Money  /  Q&A

Slavery Was Crucial for the Development of Capitalism

Historian Robin Blackburn has completed a trilogy of books that provide a comprehensive Marxist account of slavery in the New World.

Owen Dowling

In what critical ways did the “Second Slavery” of the postrevolutionary nineteenth century differ from the seventeenth- and eighteenth-century “First Slavery”?

Robin Blackburn

The slaveholders of the First Slavery were colonials, absentees, and émigrés; those of the Second Slavery reveled in their sovereignty and supplied leadership to an armed citizenry. They constituted the Slave Power. They supplied a more far-reaching mobilization of race and capital, a stronger — more perfected — regime of race and capital, and therefore it’s all the more curious that it risked everything by hazarding secession from the United States. The slaveholders were dealt a strong hand but played it badly.
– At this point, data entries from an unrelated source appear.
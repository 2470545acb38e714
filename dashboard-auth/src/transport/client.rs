use super::{RequestDescriptor, Transport, TransportResponse};
use crate::config::ApiSettings;
use crate::error::TransportError;
use async_trait::async_trait;
use dashboard_core::observability::inject_outbound_headers;
use reqwest::Client;

/// `reqwest`-backed transport for the dashboard API.
///
/// Relative request URLs are resolved against `api.base_url`. Each call
/// carries W3C trace context and an `x-request-id`.
pub struct ReqwestTransport {
    client: Client,
    settings: ApiSettings,
}

impl ReqwestTransport {
    pub fn new(settings: ApiSettings) -> Result<Self, TransportError> {
        let client = Client::builder()
            .timeout(settings.request_timeout())
            .build()?;

        Ok(Self { client, settings })
    }
}

#[async_trait]
impl Transport for ReqwestTransport {
    async fn execute(
        &self,
        request: RequestDescriptor,
    ) -> Result<TransportResponse, TransportError> {
        let url = self.settings.url(request.url());

        let mut headers = request.headers().clone();
        let request_id = inject_outbound_headers(&mut headers);

        let mut builder = self
            .client
            .request(request.method().clone(), &url)
            .headers(headers);
        if let Some(body) = request.body() {
            builder = builder.body(body.to_vec());
        }

        let response = builder.send().await.map_err(|e| {
            tracing::error!(url = %url, request_id = %request_id, "Failed to send request: {}", e);
            TransportError::from(e)
        })?;

        let status = response.status();
        let headers = response.headers().clone();
        let body = response.bytes().await.map_err(|e| {
            tracing::error!(
                url = %url,
                request_id = %request_id,
                "Failed to read response body: {}",
                e
            );
            TransportError::from(e)
        })?;

        tracing::debug!(
            method = %request.method(),
            url = %url,
            request_id = %request_id,
            status = status.as_u16(),
            "Request completed"
        );

        Ok(TransportResponse {
            status,
            headers,
            body: body.to_vec(),
        })
    }
}
//! The token refresh endpoint.

use crate::error::RefreshFailure;
use crate::transport::{RequestDescriptor, Transport};
use async_trait::async_trait;
use serde::{Deserialize, Serialize};
use std::sync::Arc;

/// New tokens minted by the refresh endpoint.
#[derive(Debug, Clone, PartialEq, Eq, Deserialize)]
#[serde(rename_all = "camelCase")]
pub struct RefreshedTokens {
    #[serde(default, alias = "access_token")]
    pub access_token: String,
    #[serde(default, alias = "refresh_token")]
    pub refresh_token: Option<String>,
}

#[derive(Serialize)]
#[serde(rename_all = "camelCase")]
struct RefreshRequest<'a> {
    refresh_token: &'a str,
    user_id: &'a str,
}

#[async_trait]
pub trait RefreshEndpoint: Send + Sync {
    /// Exchange a refresh token for new credentials.
    ///
    /// A response without a non-empty access token is a failure.
    async fn refresh(
        &self,
        refresh_token: &str,
        user_id: &str,
    ) -> Result<RefreshedTokens, RefreshFailure>;
}

/// Calls the refresh endpoint directly on the transport.
///
/// This never goes through the authenticated pipeline.
pub struct HttpRefreshEndpoint {
    transport: Arc<dyn Transport>,
    path: String,
}

impl HttpRefreshEndpoint {
    pub fn new(transport: Arc<dyn Transport>, path: impl Into<String>) -> Self {
        Self {
            transport,
            path: path.into(),
        }
    }
}

#[async_trait]
impl RefreshEndpoint for HttpRefreshEndpoint {
    async fn refresh(
        &self,
        refresh_token: &str,
        user_id: &str,
    ) -> Result<RefreshedTokens, RefreshFailure> {
        let request = RequestDescriptor::post(self.path.as_str()).with_json(&RefreshRequest {
            refresh_token,
            user_id,
        })?;

        let response = self.transport.execute(request).await?;
        if !response.status.is_success() {
            return Err(RefreshFailure::Status(response.status));
        }

        let RefreshedTokens {
            access_token,
            refresh_token,
        } = response
            .json()
            .map_err(|e| RefreshFailure::Decode(e.to_string()))?;
        if access_token.is_empty() {
            return Err(RefreshFailure::MissingAccessToken);
        }

        Ok(RefreshedTokens {
            access_token,
            refresh_token: refresh_token.filter(|t| !t.is_empty()),
        })
    }
}
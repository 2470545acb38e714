use crate::error::CoreError;
use opentelemetry::KeyValue;
use opentelemetry_otlp::WithExportConfig;
use opentelemetry_sdk::{Resource, runtime, trace as sdktrace};
use tracing_subscriber::{layer::SubscriberExt, util::SubscriberInitExt};

/// Install the global tracing subscriber.
///
/// `RUST_LOG` takes precedence over `log_level`. Events are written as
/// flattened JSON with file/line. When `otlp_endpoint` is set, spans are also
/// exported over OTLP/gRPC under `service_name`.
pub fn init_tracing(
    service_name: &str,
    log_level: &str,
    otlp_endpoint: Option<&str>,
) -> Result<(), CoreError> {
    let env_filter = tracing_subscriber::EnvFilter::try_from_default_env()
        .unwrap_or_else(|_| tracing_subscriber::EnvFilter::new(log_level));

    let telemetry = match otlp_endpoint {
        Some(endpoint) => {
            let tracer = otlp_tracer(service_name, endpoint)?;
            Some(tracing_opentelemetry::layer().with_tracer(tracer))
        }
        None => None,
    };

    tracing_subscriber::registry()
        .with(env_filter)
        .with(telemetry)
        .with(
            tracing_subscriber::fmt::layer()
                .with_file(true)
                .with_line_number(true)
                .json()
                .flatten_event(true),
        )
        .try_init()
        .map_err(|e| CoreError::TelemetryError(e.to_string()))
}

fn otlp_tracer(service_name: &str, endpoint: &str) -> Result<sdktrace::Tracer, CoreError> {
    let otlp_exporter = opentelemetry_otlp::new_exporter()
        .tonic()
        .with_endpoint(endpoint);

    opentelemetry_otlp::new_pipeline()
        .tracing()
        .with_exporter(otlp_exporter)
        .with_trace_config(sdktrace::config().with_resource(Resource::new(vec![
            KeyValue::new("service.name", service_name.to_string()),
        ])))
        .install_batch(runtime::Tokio)
        .map_err(|e| {
            CoreError::TelemetryError(format!(
                "failed to initialize OTLP tracer for '{}' at '{}': {}",
                service_name, endpoint, e
            ))
        })
}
There were also important economic innovations, which I explore in The Reckoning, including a new “Anglo-Saxon” credit regime that answered a problem that all the regimes of slavery encountered: a shortage of credit for the plantations. Any agricultural entrepreneur faces all sorts of problems to do with microbes, pests, fire, flood, and climate extremes. Under the First Slavery, there had been a recurrent credit famine.
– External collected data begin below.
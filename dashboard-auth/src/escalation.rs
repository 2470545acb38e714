//! Terminal failure path: end the session and send the user to login.

use crate::credentials::CredentialProvider;
use std::sync::Arc;
use tokio::sync::broadcast;

/// Navigation requests emitted by the pipeline.
#[derive(Debug, Clone, Copy, PartialEq, Eq)]
pub enum NavigationEvent {
    /// Go to the unauthenticated entry point, discarding in-flight UI state.
    Login,
}

/// The routing layer, as far as the pipeline needs it.
pub trait Navigator: Send + Sync {
    /// Fire-and-forget.
    fn redirect_to_login(&self);
}

/// Publishes navigation events to any number of UI subscribers.
pub struct BroadcastNavigator {
    sender: broadcast::Sender<NavigationEvent>,
}

impl BroadcastNavigator {
    pub fn new(capacity: usize) -> Self {
        let (sender, _) = broadcast::channel(capacity);
        Self { sender }
    }

    pub fn subscribe(&self) -> broadcast::Receiver<NavigationEvent> {
        self.sender.subscribe()
    }
}

impl Default for BroadcastNavigator {
    fn default() -> Self {
        Self::new(16)
    }
}

impl Navigator for BroadcastNavigator {
    fn redirect_to_login(&self) {
        // No subscribers is fine: nobody is rendering.
        if self.sender.send(NavigationEvent::Login).is_err() {
            tracing::debug!("Login redirect requested with no navigation subscribers");
        }
    }
}

#[derive(Clone)]
pub struct FailureEscalation {
    credentials: CredentialProvider,
    navigator: Arc<dyn Navigator>,
}

impl FailureEscalation {
    pub fn new(credentials: CredentialProvider, navigator: Arc<dyn Navigator>) -> Self {
        Self {
            credentials,
            navigator,
        }
    }

    /// Clear the session and redirect to login.
    ///
    /// Does nothing when no session is held. Returns whether it escalated.
    pub fn on_unrecoverable(&self, reason: &str) -> bool {
        if !self.credentials.has_session() {
            tracing::debug!(reason, "Session already cleared; escalation skipped");
            return false;
        }

        tracing::warn!(reason, "Unrecoverable authentication failure; ending session");

        if let Err(e) = self.credentials.clear() {
            tracing::error!(error = %e, "Failed to clear session during escalation");
        }
        self.navigator.redirect_to_login();
        true
    }
}

#[cfg(test)]
mod tests {
    use super::*;
    use crate::session::{Persistence, SessionRecord, SessionStore};

    fn provider_with_session() -> CredentialProvider {
        let store = Arc::new(SessionStore::in_memory());
        store
            .set(
                &SessionRecord::new("A1", None, "u").unwrap(),
                Persistence::Session,
            )
            .unwrap();
        CredentialProvider::new(store)
    }

    #[test]
    fn test_escalation_clears_session_and_redirects_once() {
        let credentials = provider_with_session();
        let navigator = Arc::new(BroadcastNavigator::default());
        let mut events = navigator.subscribe();
        let escalation = FailureEscalation::new(credentials.clone(), navigator);

        assert!(escalation.on_unrecoverable("refresh token missing"));
        assert!(!credentials.has_session());
        assert_eq!(events.try_recv().unwrap(), NavigationEvent::Login);

        // Already cleared: no second redirect.
        assert!(!escalation.on_unrecoverable("refresh token missing"));
        assert!(events.try_recv().is_err());
    }

    #[test]
    fn test_escalation_without_session_is_noop() {
        let credentials = provider_with_session();
        credentials.clear().unwrap();
        let escalation =
            FailureEscalation::new(credentials, Arc::new(BroadcastNavigator::default()));

        assert!(!escalation.on_unrecoverable("refresh rejected"));
    }

    #[test]
    fn test_redirect_without_subscribers_does_not_panic() {
        BroadcastNavigator::new(1).redirect_to_login();
    }
}
//! Credential provider: the only component that writes the session record.

use crate::error::SessionError;
use crate::session::{Persistence, SessionRecord, SessionStore};
use std::sync::Arc;

/// A snapshot of the tokens used to authenticate one request.
#[derive(Debug, Clone, PartialEq, Eq)]
pub struct Credentials {
    pub access_token: String,
    pub refresh_token: Option<String>,
}

#[derive(Clone)]
pub struct CredentialProvider {
    store: Arc<SessionStore>,
}

impl CredentialProvider {
    pub fn new(store: Arc<SessionStore>) -> Self {
        Self { store }
    }

    pub fn access_token(&self) -> Option<String> {
        self.store.get().map(|r| r.access_token().to_string())
    }

    pub fn refresh_token(&self) -> Option<String> {
        self.store
            .get()
            .and_then(|r| r.refresh_token().map(str::to_string))
    }

    pub fn user_id(&self) -> Option<String> {
        self.store.get().map(|r| r.user_id().to_string())
    }

    /// Both tokens, read from a single snapshot of the record.
    pub fn credentials(&self) -> Option<Credentials> {
        self.store.get().map(|r| Credentials {
            access_token: r.access_token().to_string(),
            refresh_token: r.refresh_token().map(str::to_string),
        })
    }

    pub fn has_session(&self) -> bool {
        self.store.get().is_some()
    }

    pub fn establish(
        &self,
        record: &SessionRecord,
        persistence: Persistence,
    ) -> Result<(), SessionError> {
        self.store.set(record, persistence)
    }

    /// Write rotated tokens back to the backend holding the session.
    ///
    /// The refresh token is replaced only when a non-empty one is given.
    /// Returns `false` when no session is held, in which case nothing is written.
    pub fn update_tokens(
        &self,
        access_token: &str,
        refresh_token: Option<&str>,
    ) -> Result<bool, SessionError> {
        self.store
            .update(|record| record.rotate(access_token, refresh_token))
    }

    pub fn clear(&self) -> Result<(), SessionError> {
        self.store.clear()
    }
}

#[cfg(test)]
mod tests {
    use super::*;

    fn provider_with(record: Option<SessionRecord>) -> CredentialProvider {
        let store = Arc::new(SessionStore::in_memory());
        if let Some(record) = record {
            store.set(&record, Persistence::Session).unwrap();
        }
        CredentialProvider::new(store)
    }

    #[test]
    fn test_getters_without_session() {
        let provider = provider_with(None);
        assert_eq!(provider.access_token(), None);
        assert_eq!(provider.refresh_token(), None);
        assert_eq!(provider.credentials(), None);
        assert!(!provider.has_session());
    }

    #[test]
    fn test_update_without_refresh_keeps_existing_refresh_token() {
        let provider = provider_with(Some(
            SessionRecord::new("A1", Some("R1".to_string()), "u").unwrap(),
        ));

        assert!(provider.update_tokens("A2", None).unwrap());

        assert_eq!(provider.access_token().as_deref(), Some("A2"));
        assert_eq!(provider.refresh_token().as_deref(), Some("R1"));
    }

    #[test]
    fn test_update_replaces_both_tokens() {
        let provider = provider_with(Some(
            SessionRecord::new("A1", Some("R1".to_string()), "u").unwrap(),
        ));

        provider.update_tokens("A2", Some("R2")).unwrap();

        assert_eq!(
            provider.credentials(),
            Some(Credentials {
                access_token: "A2".to_string(),
                refresh_token: Some("R2".to_string()),
            })
        );
    }

    #[test]
    fn test_update_without_session_writes_nothing() {
        let provider = provider_with(None);
        assert!(!provider.update_tokens("A2", Some("R2")).unwrap());
        assert!(!provider.has_session());
    }

    #[test]
    fn test_update_rejects_empty_access_token() {
        let provider = provider_with(Some(SessionRecord::new("A1", None, "u").unwrap()));
        assert!(matches!(
            provider.update_tokens("", None),
            Err(SessionError::EmptyAccessToken)
        ));
        assert_eq!(provider.access_token().as_deref(), Some("A1"));
    }

    #[test]
    fn test_clear_drops_session() {
        let provider = provider_with(Some(SessionRecord::new("A1", None, "u").unwrap()));
        provider.clear().unwrap();
        assert!(!provider.has_session());
    }
}
//! Persistent session backend stored as a JSON file.
//!
//! The record is cached in memory after the first read; every save writes
//! through to disk via a temporary file and a rename, so a crash never leaves
//! a half-written record behind.

use super::{SessionBackend, SessionRecord};
use crate::error::SessionError;
use parking_lot::RwLock;
use std::fs;
use std::io::ErrorKind;
use std::path::{Path, PathBuf};

pub struct FileBackend {
    path: PathBuf,
    cache: RwLock<Option<SessionRecord>>,
}

impl FileBackend {
    /// Open the backend, reading any record already on disk.
    ///
    /// A record that cannot be parsed is discarded with a warning; the user
    /// simply has to log in again.
    pub fn open(path: impl Into<PathBuf>) -> Result<Self, SessionError> {
        let path = path.into();
        let cached = match read_record(&path) {
            Ok(record) => record,
            Err(SessionError::Io(e)) => return Err(SessionError::Io(e)),
            Err(e) => {
                tracing::warn!(
                    path = %path.display(),
                    error = %e,
                    "Discarding unreadable session file"
                );
                remove_if_exists(&path)?;
                None
            }
        };

        Ok(Self {
            path,
            cache: RwLock::new(cached),
        })
    }
}

impl SessionBackend for FileBackend {
    fn name(&self) -> &'static str {
        "file"
    }

    fn load(&self) -> Result<Option<SessionRecord>, SessionError> {
        Ok(self.cache.read().clone())
    }

    fn save(&self, record: &SessionRecord) -> Result<(), SessionError> {
        let mut cache = self.cache.write();

        if let Some(parent) = self.path.parent() {
            if !parent.as_os_str().is_empty() {
                fs::create_dir_all(parent)?;
            }
        }

        let tmp = self.path.with_extension("json.tmp");
        fs::write(&tmp, serde_json::to_vec_pretty(record)?)?;
        fs::rename(&tmp, &self.path)?;

        *cache = Some(record.clone());
        Ok(())
    }

    fn clear(&self) -> Result<(), SessionError> {
        let mut cache = self.cache.write();
        remove_if_exists(&self.path)?;
        *cache = None;
        Ok(())
    }
}

fn read_record(path: &Path) -> Result<Option<SessionRecord>, SessionError> {
    match fs::read(path) {
        Ok(bytes) => Ok(Some(serde_json::from_slice(&bytes)?)),
        Err(e) if e.kind() == ErrorKind::NotFound => Ok(None),
        Err(e) => Err(SessionError::Io(e)),
    }
}

fn remove_if_exists(path: &Path) -> Result<(), SessionError> {
    match fs::remove_file(path) {
        Ok(()) => Ok(()),
        Err(e) if e.kind() == ErrorKind::NotFound => Ok(()),
        Err(e) => Err(SessionError::Io(e)),
    }
}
Planters needed considerable resources in order to produce the next year’s crop; to buy provisions, equipment, seeds, and manure — also reserves to bridge adversity or to profit from a good opportunity (such as a neighbor’s bankruptcy). So slaveholders often wanted extra loans. One particularly important financial change was the lifting of the so-called Latin or Roman ban on using slaves as collateral. This prohibition had long survived because it enabled the estate owner to survive and prosper, but at the expense of a reduced rate of colonial growth.
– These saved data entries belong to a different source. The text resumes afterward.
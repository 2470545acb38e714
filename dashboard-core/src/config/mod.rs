//! Layered configuration loading shared by every dashboard crate.
//!
//! Settings come from `<crate>/config/base.yaml`, overlaid by `APP_`-prefixed
//! environment variables using `__` as the nesting separator
//! (e.g. `APP_API__BASE_URL`).

use crate::error::CoreError;
use serde::de::DeserializeOwned;
use std::path::{Path, PathBuf};

/// Prefix for environment overrides.
pub const ENV_PREFIX: &str = "APP";

/// Resolve the `config/` directory of a crate.
///
/// Works both when the process runs from the crate directory and from the
/// workspace root.
pub fn configuration_directory(base_path: &Path, crate_dir: &str) -> PathBuf {
    if base_path.ends_with(crate_dir) {
        base_path.join("config")
    } else {
        base_path.join(crate_dir).join("config")
    }
}

/// Load settings for `crate_dir` relative to the current directory.
pub fn load_configuration<T: DeserializeOwned>(crate_dir: &str) -> Result<T, CoreError> {
    dotenvy::dotenv().ok();

    let base_path = std::env::current_dir()?;
    load_configuration_from(&configuration_directory(&base_path, crate_dir))
}

/// Load settings from an explicit configuration directory.
pub fn load_configuration_from<T: DeserializeOwned>(directory: &Path) -> Result<T, CoreError> {
    let settings = config::Config::builder()
        .add_source(config::File::from(directory.join("base.yaml")).required(true))
        .add_source(
            config::Environment::with_prefix(ENV_PREFIX)
                .prefix_separator("_")
                .separator("__"),
        )
        .build()?;

    Ok(settings.try_deserialize::<T>()?)
}

#[cfg(test)]
mod tests {
    use super::*;
    use serde::Deserialize;
    use std::io::Write;

    #[derive(Debug, Deserialize)]
    struct Sample {
        server: SampleServer,
    }

    #[derive(Debug, Deserialize)]
    struct SampleServer {
        host: String,
        port: u16,
    }

    #[test]
    fn test_configuration_directory_from_workspace_root() {
        let dir = configuration_directory(Path::new("/work"), "dashboard-auth");
        assert_eq!(dir, PathBuf::from("/work/dashboard-auth/config"));
    }

    #[test]
    fn test_configuration_directory_from_crate_dir() {
        let dir = configuration_directory(Path::new("/work/dashboard-auth"), "dashboard-auth");
        assert_eq!(dir, PathBuf::from("/work/dashboard-auth/config"));
    }

    #[test]
    fn test_load_configuration_from_yaml() {
        let dir = tempfile::tempdir().unwrap();
        let mut file = std::fs::File::create(dir.path().join("base.yaml")).unwrap();
        writeln!(file, "server:\n  host: \"127.0.0.1\"\n  port: 8080").unwrap();

        let settings: Sample = load_configuration_from(dir.path()).unwrap();
        assert_eq!(settings.server.host, "127.0.0.1");
        assert_eq!(settings.server.port, 8080);
    }

    #[test]
    fn test_missing_base_file_is_an_error() {
        let dir = tempfile::tempdir().unwrap();
        let result: Result<Sample, _> = load_configuration_from(dir.path());
        assert!(matches!(result, Err(CoreError::ConfigError(_))));
    }
}
use super::{SessionBackend, SessionRecord};
use crate::error::SessionError;
use parking_lot::RwLock;

/// Session-scoped backend: the record lives only as long as the process.
#[derive(Default)]
pub struct MemoryBackend {
    record: RwLock<Option<SessionRecord>>,
}

impl SessionBackend for MemoryBackend {
    fn name(&self) -> &'static str {
        "memory"
    }

    fn load(&self) -> Result<Option<SessionRecord>, SessionError> {
        Ok(self.record.read().clone())
    }

    fn save(&self, record: &SessionRecord) -> Result<(), SessionError> {
        *self.record.write() = Some(record.clone());
        Ok(())
    }

    fn clear(&self) -> Result<(), SessionError> {
        *self.record.write() = None;
        Ok(())
    }
}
The larger merchants, bankers, and creditors lusted over an end to the ban. Dutch entrepreneurs had tried to shake it off in early and mid-seventeenth-century Brazil, but it was not until 1732 that the British government formally ended its own ban. The Colonial Debts Act of that year set the scene for a dramatic century of growth in the British islands and enclaves. It was something that proved to really unlock the credit system under the Second Slavery. The planters of the United States inherited from their former master this key to unlocking the prodigious potential of the slave plantations.